[Supplied material Boundary: Start]

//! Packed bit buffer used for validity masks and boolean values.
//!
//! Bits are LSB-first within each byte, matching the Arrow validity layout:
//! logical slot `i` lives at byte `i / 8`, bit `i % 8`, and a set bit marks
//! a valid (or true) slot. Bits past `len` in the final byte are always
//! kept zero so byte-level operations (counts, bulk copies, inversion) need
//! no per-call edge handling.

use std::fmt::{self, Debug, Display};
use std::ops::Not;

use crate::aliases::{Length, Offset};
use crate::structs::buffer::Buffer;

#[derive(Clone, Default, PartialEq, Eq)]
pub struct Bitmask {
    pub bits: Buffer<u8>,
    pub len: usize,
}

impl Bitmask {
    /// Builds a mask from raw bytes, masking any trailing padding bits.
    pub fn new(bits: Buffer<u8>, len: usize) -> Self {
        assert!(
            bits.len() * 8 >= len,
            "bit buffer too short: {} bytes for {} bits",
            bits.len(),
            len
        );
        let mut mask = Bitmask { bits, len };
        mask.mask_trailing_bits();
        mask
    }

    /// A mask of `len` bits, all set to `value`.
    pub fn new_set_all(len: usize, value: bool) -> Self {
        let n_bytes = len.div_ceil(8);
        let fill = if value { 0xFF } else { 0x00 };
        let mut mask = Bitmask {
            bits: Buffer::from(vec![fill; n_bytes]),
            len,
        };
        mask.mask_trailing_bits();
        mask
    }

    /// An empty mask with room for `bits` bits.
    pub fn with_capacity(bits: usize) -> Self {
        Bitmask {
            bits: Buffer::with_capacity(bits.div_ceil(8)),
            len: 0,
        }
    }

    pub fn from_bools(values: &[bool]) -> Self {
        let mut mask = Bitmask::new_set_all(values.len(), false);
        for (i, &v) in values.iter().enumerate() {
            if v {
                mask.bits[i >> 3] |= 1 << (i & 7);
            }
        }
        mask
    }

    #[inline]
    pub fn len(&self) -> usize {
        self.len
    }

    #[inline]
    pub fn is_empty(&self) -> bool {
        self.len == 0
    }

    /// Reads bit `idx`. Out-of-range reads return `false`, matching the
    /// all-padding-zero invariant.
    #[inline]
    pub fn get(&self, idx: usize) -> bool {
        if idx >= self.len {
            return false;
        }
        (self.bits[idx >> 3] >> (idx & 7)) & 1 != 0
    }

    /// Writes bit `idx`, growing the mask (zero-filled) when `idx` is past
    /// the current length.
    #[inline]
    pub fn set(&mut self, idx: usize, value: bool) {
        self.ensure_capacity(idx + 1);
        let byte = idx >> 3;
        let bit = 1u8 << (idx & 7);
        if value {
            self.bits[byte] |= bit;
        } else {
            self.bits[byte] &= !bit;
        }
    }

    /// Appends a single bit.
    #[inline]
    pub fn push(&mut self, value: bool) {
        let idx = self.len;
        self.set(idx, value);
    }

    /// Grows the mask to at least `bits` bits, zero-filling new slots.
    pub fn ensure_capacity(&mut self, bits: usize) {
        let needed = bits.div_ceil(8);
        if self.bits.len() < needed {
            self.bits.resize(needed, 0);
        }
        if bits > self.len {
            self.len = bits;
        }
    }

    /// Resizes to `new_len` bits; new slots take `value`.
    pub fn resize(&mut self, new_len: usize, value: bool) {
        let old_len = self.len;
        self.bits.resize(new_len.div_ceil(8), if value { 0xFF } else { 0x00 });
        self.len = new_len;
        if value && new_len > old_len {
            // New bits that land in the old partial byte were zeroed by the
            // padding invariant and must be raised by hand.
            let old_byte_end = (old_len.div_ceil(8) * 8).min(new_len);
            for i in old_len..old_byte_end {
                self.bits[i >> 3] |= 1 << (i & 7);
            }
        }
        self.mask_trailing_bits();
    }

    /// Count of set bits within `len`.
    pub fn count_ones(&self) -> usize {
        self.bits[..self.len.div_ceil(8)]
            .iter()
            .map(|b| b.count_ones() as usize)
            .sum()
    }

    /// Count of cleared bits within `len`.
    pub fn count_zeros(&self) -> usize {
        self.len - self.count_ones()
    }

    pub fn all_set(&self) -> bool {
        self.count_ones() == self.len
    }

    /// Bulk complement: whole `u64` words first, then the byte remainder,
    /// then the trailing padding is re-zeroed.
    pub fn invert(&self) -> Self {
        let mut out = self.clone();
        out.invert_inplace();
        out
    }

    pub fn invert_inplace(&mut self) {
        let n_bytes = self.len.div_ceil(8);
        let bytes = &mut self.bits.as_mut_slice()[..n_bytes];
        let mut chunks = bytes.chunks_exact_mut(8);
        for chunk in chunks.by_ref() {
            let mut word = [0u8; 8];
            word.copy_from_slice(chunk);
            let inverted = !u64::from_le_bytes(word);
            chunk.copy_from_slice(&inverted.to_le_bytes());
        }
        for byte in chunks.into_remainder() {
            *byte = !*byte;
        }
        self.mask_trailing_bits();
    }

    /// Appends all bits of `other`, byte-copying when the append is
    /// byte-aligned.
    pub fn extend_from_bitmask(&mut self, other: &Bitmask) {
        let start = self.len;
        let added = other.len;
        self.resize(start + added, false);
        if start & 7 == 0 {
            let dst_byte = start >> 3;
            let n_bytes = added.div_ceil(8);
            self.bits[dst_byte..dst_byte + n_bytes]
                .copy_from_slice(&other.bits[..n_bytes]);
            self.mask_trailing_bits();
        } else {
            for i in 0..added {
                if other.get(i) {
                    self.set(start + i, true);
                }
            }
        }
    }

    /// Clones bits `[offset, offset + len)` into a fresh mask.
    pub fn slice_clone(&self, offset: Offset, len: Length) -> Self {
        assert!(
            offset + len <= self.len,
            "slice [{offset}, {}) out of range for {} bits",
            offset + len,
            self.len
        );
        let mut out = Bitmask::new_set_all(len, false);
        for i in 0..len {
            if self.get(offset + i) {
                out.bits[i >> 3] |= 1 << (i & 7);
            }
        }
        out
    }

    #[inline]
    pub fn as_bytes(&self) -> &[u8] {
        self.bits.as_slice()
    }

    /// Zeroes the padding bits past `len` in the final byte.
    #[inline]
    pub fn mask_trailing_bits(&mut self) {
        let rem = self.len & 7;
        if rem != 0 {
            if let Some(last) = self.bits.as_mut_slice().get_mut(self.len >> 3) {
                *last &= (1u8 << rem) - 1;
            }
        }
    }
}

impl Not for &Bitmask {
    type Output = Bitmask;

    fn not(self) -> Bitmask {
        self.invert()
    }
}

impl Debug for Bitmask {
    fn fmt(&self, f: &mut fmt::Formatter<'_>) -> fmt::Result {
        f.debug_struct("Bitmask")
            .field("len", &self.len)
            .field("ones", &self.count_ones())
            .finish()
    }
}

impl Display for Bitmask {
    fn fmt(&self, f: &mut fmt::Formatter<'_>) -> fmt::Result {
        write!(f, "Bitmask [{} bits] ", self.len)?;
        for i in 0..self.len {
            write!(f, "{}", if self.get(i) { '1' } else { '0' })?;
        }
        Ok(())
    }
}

[Supplied material Boundary: End]
[Supplied material Boundary: Start]

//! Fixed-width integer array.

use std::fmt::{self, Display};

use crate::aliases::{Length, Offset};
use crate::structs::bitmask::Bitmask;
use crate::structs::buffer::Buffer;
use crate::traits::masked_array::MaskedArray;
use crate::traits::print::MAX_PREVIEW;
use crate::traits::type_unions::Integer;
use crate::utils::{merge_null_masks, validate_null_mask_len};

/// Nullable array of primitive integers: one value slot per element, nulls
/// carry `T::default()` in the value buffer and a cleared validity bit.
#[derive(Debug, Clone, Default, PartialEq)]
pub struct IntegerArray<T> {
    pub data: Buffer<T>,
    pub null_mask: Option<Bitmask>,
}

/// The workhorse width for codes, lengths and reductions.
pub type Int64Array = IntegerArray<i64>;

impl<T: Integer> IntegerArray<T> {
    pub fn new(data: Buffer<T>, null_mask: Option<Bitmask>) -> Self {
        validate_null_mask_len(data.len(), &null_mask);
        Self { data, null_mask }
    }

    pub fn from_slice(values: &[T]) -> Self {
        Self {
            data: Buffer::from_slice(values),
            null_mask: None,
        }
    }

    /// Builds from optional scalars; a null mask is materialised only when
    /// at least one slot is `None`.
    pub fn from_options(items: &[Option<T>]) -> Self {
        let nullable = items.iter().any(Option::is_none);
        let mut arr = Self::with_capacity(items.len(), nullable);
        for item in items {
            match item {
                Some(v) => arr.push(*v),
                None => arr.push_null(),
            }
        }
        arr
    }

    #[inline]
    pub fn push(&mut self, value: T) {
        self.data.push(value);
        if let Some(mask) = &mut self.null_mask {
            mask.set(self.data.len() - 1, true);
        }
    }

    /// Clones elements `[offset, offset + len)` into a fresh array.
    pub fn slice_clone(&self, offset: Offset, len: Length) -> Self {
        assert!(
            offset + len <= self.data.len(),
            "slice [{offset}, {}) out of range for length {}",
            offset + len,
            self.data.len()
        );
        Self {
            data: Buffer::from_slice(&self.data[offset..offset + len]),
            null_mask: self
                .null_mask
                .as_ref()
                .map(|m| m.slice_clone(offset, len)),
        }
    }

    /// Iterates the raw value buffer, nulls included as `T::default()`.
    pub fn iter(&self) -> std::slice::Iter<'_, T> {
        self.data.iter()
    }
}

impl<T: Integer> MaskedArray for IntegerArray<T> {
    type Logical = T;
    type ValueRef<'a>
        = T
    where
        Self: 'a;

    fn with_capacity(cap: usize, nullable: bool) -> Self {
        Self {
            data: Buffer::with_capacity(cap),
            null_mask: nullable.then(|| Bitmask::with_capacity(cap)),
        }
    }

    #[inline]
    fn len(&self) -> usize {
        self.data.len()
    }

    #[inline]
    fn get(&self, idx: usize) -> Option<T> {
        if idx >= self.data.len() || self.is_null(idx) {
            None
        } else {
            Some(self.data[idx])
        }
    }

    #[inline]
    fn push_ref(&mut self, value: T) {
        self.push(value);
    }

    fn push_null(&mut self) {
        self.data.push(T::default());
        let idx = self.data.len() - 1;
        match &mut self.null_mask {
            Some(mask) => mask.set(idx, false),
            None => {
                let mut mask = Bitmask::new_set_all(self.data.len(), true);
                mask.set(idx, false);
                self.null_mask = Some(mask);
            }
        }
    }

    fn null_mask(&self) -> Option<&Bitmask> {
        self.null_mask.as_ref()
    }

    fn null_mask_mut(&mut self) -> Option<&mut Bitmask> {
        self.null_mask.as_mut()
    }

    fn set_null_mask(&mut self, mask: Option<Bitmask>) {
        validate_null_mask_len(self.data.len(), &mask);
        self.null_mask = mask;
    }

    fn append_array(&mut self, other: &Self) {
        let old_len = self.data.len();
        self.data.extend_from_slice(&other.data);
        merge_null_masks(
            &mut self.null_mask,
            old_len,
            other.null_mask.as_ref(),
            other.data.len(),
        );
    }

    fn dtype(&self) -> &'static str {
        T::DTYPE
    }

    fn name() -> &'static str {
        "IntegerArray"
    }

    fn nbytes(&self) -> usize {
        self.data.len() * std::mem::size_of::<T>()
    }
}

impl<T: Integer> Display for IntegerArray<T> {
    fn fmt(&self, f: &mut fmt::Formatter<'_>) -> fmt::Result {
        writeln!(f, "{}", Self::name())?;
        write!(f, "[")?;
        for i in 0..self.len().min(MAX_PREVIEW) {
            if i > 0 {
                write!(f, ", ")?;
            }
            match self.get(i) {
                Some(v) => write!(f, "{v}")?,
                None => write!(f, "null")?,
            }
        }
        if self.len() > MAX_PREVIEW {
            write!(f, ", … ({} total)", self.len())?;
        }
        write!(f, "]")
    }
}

[Supplied material Boundary: End]

* _Exercise requirements_: In the data above, which lines lie between the line with "and boolean values." and the line with "set bit marks", inclusive? Print those lines exactly and nothing else.

* _Response area_:
//! Packed bit buffer used for validity masks and boolean values.
//!
//! Bits are LSB-first within each byte, matching the Arrow validity layout:
//! logical slot `i` lives at byte `i / 8`, bit `i % 8`, and a set bit marks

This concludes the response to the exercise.